Reply with nothing but how many lines in the entries below include "impl".

*** RECORDED DATA Section Begins ***

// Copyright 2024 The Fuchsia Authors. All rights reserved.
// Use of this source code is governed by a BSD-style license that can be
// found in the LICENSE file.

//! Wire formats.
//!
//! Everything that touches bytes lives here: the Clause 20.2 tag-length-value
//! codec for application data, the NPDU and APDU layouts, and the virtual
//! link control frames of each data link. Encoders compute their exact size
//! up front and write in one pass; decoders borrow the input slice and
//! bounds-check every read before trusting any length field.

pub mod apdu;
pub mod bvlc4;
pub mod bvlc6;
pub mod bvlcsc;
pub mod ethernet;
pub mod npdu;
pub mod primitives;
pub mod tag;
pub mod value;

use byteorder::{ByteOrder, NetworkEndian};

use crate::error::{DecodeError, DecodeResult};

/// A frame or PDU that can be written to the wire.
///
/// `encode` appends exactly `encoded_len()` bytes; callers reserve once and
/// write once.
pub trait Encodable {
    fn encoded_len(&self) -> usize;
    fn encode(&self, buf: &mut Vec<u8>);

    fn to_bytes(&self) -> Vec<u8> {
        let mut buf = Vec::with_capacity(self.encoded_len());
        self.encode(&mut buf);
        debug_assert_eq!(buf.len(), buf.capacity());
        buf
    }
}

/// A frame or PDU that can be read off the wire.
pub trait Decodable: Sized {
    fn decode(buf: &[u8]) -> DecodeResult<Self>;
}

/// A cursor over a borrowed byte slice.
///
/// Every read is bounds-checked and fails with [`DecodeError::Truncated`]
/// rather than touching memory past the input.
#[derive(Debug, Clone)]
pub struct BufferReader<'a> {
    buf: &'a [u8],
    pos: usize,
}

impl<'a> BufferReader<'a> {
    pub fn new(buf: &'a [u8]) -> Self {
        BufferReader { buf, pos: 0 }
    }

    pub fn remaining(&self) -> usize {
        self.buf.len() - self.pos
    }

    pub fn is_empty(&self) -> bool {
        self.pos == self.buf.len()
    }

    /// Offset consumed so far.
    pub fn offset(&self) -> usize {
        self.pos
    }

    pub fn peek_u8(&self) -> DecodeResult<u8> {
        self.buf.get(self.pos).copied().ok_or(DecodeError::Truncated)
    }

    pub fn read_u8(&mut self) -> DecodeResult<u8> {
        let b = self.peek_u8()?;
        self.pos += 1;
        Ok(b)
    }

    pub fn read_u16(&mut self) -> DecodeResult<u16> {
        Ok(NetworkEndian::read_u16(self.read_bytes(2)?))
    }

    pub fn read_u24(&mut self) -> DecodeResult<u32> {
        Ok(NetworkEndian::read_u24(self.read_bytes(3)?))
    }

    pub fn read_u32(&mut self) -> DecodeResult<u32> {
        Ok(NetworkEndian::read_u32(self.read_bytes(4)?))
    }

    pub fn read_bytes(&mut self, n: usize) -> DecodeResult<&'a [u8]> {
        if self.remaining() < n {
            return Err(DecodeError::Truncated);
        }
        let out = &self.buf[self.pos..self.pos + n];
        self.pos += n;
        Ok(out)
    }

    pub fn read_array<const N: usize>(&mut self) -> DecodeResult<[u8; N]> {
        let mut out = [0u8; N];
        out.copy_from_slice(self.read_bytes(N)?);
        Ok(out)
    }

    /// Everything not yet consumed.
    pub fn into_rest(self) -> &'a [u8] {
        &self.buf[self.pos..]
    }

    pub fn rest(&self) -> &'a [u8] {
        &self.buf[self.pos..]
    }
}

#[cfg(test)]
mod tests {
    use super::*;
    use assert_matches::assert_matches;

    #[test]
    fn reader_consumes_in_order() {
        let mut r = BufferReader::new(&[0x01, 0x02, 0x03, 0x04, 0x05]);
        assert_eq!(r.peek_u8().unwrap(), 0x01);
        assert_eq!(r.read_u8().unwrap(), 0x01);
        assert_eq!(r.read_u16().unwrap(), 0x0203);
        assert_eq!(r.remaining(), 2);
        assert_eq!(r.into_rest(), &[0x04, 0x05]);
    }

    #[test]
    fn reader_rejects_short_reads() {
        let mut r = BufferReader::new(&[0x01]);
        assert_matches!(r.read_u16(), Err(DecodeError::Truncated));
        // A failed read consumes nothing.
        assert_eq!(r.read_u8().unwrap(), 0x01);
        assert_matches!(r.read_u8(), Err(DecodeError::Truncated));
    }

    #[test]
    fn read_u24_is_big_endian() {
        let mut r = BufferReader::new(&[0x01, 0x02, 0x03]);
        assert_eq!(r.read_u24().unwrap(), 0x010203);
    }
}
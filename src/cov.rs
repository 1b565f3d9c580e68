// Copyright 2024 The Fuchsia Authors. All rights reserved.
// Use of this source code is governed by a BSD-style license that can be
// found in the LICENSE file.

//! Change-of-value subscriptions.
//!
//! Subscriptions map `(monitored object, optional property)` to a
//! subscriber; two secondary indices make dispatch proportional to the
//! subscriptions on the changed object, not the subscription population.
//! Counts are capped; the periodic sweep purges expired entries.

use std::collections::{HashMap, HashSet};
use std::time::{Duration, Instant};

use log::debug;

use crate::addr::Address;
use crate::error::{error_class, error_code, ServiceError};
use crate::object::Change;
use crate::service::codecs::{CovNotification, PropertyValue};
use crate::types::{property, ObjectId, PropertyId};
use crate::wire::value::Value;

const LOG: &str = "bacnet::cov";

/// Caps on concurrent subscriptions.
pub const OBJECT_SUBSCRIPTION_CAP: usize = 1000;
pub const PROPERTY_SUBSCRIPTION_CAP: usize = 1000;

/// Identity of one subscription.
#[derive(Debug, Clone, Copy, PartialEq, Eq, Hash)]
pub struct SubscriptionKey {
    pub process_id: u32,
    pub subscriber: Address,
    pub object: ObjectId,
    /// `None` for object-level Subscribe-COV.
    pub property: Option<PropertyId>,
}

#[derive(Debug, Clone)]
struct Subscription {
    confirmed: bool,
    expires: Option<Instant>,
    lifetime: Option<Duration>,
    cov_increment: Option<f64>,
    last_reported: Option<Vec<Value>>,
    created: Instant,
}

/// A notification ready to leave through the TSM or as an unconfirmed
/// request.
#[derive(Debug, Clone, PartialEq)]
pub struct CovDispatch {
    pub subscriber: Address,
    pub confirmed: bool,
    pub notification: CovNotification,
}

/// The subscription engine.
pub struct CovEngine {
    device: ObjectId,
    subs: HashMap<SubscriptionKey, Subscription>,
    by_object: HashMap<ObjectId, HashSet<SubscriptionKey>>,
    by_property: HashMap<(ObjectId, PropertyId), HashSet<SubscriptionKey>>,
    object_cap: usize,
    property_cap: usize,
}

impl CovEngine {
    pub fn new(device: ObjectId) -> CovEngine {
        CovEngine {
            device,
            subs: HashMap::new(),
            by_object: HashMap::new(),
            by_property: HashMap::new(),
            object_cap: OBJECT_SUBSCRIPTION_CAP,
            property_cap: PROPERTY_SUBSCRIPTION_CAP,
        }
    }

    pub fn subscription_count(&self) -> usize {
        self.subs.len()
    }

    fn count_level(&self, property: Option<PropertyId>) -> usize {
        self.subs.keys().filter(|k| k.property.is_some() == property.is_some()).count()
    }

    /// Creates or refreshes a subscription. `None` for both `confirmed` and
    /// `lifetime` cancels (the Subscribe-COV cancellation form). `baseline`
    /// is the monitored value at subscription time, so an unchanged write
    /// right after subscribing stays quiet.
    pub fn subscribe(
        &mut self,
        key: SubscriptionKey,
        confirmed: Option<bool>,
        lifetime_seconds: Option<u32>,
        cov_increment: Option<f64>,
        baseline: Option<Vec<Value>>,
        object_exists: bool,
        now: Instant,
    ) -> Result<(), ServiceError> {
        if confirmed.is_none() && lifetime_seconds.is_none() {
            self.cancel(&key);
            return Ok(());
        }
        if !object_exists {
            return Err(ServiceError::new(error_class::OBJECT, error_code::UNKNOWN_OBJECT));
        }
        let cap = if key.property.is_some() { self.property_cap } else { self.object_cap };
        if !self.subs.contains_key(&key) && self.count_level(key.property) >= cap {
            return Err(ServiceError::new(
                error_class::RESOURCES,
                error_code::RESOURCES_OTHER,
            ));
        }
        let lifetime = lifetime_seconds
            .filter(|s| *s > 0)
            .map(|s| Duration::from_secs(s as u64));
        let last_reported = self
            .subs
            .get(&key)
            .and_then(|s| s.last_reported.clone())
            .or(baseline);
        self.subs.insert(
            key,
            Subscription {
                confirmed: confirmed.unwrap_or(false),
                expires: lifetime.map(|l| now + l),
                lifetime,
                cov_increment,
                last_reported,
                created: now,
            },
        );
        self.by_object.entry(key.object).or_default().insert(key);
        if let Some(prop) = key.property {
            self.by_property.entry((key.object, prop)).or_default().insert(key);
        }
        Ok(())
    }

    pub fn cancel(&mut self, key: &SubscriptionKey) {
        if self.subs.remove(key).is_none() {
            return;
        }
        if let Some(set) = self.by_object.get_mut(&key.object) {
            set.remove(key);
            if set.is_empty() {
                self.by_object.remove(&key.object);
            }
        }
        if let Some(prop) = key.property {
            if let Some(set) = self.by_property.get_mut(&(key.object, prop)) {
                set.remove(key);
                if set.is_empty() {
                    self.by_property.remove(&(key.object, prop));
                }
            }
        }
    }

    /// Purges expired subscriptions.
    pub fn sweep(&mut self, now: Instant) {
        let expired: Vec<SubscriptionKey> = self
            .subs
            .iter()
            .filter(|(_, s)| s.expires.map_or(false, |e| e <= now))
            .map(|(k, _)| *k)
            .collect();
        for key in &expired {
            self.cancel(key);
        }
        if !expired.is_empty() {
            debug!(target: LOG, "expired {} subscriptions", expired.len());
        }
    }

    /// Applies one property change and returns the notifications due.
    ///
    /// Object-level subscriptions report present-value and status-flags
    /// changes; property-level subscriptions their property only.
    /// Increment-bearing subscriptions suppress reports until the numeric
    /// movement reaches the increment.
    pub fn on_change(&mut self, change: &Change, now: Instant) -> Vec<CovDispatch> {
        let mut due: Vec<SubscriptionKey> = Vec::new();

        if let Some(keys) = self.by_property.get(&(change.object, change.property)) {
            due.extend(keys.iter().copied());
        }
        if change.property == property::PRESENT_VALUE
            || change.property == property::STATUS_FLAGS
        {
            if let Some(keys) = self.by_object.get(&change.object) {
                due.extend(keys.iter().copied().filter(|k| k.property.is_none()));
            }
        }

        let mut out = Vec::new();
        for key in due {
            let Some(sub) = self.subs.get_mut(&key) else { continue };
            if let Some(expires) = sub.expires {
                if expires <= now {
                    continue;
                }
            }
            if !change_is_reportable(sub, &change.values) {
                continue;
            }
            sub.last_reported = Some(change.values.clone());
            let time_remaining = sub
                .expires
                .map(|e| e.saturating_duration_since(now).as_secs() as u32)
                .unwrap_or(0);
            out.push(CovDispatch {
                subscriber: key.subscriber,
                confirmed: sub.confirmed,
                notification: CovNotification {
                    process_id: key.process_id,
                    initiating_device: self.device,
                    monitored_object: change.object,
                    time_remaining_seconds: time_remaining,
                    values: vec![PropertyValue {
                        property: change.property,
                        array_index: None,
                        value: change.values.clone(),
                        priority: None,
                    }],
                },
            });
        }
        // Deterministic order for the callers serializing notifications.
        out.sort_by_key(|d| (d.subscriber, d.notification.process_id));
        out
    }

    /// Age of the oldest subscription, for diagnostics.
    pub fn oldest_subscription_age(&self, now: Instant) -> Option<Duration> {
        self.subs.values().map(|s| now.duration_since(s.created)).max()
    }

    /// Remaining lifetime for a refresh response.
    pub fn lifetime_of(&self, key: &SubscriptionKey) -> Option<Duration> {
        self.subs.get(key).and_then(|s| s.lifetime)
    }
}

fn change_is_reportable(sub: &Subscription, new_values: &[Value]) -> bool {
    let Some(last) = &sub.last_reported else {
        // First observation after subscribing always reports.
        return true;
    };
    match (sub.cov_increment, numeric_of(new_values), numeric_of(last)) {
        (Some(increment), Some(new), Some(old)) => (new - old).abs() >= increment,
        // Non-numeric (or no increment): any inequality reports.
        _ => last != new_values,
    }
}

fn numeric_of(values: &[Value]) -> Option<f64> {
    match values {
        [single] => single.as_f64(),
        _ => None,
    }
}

*** RECORDED DATA Section Ends ***
*** RECORDED DATA Section Begins ***

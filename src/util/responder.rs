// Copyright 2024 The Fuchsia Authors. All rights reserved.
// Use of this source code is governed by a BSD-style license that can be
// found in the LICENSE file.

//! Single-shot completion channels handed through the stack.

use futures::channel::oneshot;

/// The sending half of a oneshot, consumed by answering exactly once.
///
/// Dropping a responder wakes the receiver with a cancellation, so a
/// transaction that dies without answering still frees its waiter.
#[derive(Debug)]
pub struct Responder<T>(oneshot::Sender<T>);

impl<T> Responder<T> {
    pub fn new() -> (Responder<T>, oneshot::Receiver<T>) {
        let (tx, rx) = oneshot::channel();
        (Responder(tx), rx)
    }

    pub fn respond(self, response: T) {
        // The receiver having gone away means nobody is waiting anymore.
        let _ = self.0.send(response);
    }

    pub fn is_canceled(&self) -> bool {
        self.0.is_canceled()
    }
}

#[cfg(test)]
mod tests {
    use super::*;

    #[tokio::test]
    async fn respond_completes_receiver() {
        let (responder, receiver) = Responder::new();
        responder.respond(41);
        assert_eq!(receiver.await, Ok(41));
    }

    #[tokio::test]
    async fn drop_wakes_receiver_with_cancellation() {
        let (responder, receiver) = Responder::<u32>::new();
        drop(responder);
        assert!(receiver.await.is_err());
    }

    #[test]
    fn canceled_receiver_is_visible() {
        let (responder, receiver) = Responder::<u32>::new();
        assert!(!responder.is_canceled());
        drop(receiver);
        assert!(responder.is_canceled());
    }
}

*** RECORDED DATA Section Ends ***
*** RECORDED DATA Section Begins ***

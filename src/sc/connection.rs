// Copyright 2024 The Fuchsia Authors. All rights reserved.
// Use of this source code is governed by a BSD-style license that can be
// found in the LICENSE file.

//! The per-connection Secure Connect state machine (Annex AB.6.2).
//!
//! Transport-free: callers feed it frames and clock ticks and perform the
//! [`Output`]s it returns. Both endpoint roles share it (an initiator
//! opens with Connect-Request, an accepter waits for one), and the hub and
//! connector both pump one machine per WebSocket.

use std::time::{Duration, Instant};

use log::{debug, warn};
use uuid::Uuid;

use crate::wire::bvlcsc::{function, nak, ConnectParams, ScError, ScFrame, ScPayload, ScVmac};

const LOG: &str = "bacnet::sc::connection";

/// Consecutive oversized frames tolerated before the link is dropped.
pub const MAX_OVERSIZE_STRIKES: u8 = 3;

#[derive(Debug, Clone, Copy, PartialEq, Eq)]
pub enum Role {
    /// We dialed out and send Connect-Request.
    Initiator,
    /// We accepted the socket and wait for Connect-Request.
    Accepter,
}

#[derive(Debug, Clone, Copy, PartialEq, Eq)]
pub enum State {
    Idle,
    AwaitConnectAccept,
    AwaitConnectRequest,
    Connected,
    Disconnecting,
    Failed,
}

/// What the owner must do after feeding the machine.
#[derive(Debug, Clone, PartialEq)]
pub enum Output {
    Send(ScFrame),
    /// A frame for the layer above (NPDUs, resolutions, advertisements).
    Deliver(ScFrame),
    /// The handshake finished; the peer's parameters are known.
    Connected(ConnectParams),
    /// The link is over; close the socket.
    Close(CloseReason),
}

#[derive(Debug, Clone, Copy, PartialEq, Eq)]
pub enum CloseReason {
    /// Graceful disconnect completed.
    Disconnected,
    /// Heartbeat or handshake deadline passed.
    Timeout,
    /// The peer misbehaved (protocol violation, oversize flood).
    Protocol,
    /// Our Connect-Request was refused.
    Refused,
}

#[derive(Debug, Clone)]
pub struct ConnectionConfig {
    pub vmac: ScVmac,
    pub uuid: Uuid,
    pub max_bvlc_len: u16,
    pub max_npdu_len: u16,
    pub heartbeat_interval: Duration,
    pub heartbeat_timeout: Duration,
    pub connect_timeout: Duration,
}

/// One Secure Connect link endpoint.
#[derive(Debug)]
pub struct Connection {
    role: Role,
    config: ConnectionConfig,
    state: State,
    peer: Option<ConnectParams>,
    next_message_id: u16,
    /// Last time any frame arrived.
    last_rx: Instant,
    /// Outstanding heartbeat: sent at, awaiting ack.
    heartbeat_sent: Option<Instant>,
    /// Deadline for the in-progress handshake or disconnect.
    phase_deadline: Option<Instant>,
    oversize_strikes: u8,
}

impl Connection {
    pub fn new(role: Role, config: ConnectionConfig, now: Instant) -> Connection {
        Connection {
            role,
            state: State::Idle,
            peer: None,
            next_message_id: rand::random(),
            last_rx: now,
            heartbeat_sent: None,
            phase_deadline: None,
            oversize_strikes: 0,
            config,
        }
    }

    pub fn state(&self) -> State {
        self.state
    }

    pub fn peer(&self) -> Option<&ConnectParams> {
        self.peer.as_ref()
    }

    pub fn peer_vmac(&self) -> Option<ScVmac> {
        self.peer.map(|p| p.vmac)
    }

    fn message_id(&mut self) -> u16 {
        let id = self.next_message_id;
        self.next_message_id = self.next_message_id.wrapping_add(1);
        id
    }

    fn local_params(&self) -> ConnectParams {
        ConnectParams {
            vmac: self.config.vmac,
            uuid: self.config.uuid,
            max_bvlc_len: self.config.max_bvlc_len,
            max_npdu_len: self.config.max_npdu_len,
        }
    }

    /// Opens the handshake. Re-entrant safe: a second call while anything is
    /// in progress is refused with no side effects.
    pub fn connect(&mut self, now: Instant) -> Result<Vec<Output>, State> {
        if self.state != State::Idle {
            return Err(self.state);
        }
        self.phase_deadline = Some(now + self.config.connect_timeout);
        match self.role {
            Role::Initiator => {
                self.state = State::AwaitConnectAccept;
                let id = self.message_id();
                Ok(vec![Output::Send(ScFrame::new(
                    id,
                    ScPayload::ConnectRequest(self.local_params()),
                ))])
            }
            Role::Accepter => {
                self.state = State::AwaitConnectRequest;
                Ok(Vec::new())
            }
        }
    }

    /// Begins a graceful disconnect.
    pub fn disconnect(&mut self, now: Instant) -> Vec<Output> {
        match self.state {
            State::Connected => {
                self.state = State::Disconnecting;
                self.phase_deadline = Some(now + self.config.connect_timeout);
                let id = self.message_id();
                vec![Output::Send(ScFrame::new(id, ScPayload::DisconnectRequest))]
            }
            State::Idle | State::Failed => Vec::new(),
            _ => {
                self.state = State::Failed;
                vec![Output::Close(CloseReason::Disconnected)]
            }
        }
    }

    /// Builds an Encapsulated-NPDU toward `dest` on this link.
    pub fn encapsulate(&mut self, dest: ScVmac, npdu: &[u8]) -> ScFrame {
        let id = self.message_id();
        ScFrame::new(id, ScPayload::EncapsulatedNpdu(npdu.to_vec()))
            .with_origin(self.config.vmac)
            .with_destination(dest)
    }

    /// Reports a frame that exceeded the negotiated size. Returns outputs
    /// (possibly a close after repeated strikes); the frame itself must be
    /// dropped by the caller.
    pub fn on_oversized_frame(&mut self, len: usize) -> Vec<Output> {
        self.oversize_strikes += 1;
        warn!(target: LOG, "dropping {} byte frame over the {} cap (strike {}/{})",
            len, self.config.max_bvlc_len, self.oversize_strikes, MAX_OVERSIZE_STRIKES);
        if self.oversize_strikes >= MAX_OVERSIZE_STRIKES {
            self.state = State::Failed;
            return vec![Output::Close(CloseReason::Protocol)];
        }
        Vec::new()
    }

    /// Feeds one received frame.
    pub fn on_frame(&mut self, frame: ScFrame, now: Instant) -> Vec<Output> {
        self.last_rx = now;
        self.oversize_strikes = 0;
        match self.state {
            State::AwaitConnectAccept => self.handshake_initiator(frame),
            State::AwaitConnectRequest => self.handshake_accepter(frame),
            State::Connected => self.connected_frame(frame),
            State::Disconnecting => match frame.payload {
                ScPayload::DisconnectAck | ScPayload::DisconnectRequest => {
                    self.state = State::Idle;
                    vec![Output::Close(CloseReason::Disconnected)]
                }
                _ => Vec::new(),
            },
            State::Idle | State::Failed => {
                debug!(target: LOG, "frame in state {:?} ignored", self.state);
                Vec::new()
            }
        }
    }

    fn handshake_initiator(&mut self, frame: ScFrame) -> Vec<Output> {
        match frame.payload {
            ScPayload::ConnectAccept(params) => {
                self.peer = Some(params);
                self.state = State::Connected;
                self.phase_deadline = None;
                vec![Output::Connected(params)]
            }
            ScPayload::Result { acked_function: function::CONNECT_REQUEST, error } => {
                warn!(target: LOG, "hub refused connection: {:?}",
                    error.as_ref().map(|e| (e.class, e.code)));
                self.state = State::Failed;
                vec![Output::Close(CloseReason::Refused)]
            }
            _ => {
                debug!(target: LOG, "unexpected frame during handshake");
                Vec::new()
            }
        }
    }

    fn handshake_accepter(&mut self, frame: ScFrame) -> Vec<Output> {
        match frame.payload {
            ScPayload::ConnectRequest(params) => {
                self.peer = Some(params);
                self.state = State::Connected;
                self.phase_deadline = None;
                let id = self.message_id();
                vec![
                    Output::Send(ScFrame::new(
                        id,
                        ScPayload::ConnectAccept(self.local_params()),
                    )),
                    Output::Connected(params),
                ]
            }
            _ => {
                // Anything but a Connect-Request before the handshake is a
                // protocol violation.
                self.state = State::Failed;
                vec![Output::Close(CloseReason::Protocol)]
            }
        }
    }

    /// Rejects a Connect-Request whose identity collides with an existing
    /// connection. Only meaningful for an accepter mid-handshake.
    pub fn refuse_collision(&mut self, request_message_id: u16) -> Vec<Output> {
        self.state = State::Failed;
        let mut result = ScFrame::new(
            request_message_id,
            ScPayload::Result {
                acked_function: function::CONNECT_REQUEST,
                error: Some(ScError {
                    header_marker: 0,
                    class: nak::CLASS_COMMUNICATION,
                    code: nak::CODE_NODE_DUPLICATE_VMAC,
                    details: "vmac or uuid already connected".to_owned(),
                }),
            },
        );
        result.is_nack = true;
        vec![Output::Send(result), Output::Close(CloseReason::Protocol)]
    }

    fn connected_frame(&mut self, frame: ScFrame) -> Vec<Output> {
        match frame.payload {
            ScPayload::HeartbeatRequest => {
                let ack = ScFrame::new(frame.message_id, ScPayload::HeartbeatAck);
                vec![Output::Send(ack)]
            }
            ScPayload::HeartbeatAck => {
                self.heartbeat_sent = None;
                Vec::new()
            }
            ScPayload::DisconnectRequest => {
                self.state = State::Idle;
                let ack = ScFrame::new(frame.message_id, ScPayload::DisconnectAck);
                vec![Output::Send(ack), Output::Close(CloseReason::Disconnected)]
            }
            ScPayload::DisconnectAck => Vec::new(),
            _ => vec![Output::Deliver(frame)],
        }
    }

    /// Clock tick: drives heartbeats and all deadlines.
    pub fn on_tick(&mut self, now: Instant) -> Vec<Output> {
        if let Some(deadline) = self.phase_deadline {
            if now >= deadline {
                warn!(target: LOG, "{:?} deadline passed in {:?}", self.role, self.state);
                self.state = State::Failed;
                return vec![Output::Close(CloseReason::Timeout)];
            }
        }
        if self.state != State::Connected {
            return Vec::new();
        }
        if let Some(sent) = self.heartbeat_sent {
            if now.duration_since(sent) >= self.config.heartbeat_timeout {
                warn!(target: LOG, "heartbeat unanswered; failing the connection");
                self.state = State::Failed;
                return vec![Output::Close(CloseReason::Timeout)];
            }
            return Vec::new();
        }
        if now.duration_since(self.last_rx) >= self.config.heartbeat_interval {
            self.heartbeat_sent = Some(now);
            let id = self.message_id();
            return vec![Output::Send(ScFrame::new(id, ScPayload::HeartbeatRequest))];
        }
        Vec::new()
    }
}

*** RECORDED DATA Section Ends ***

- FINISHED EXERCISE
4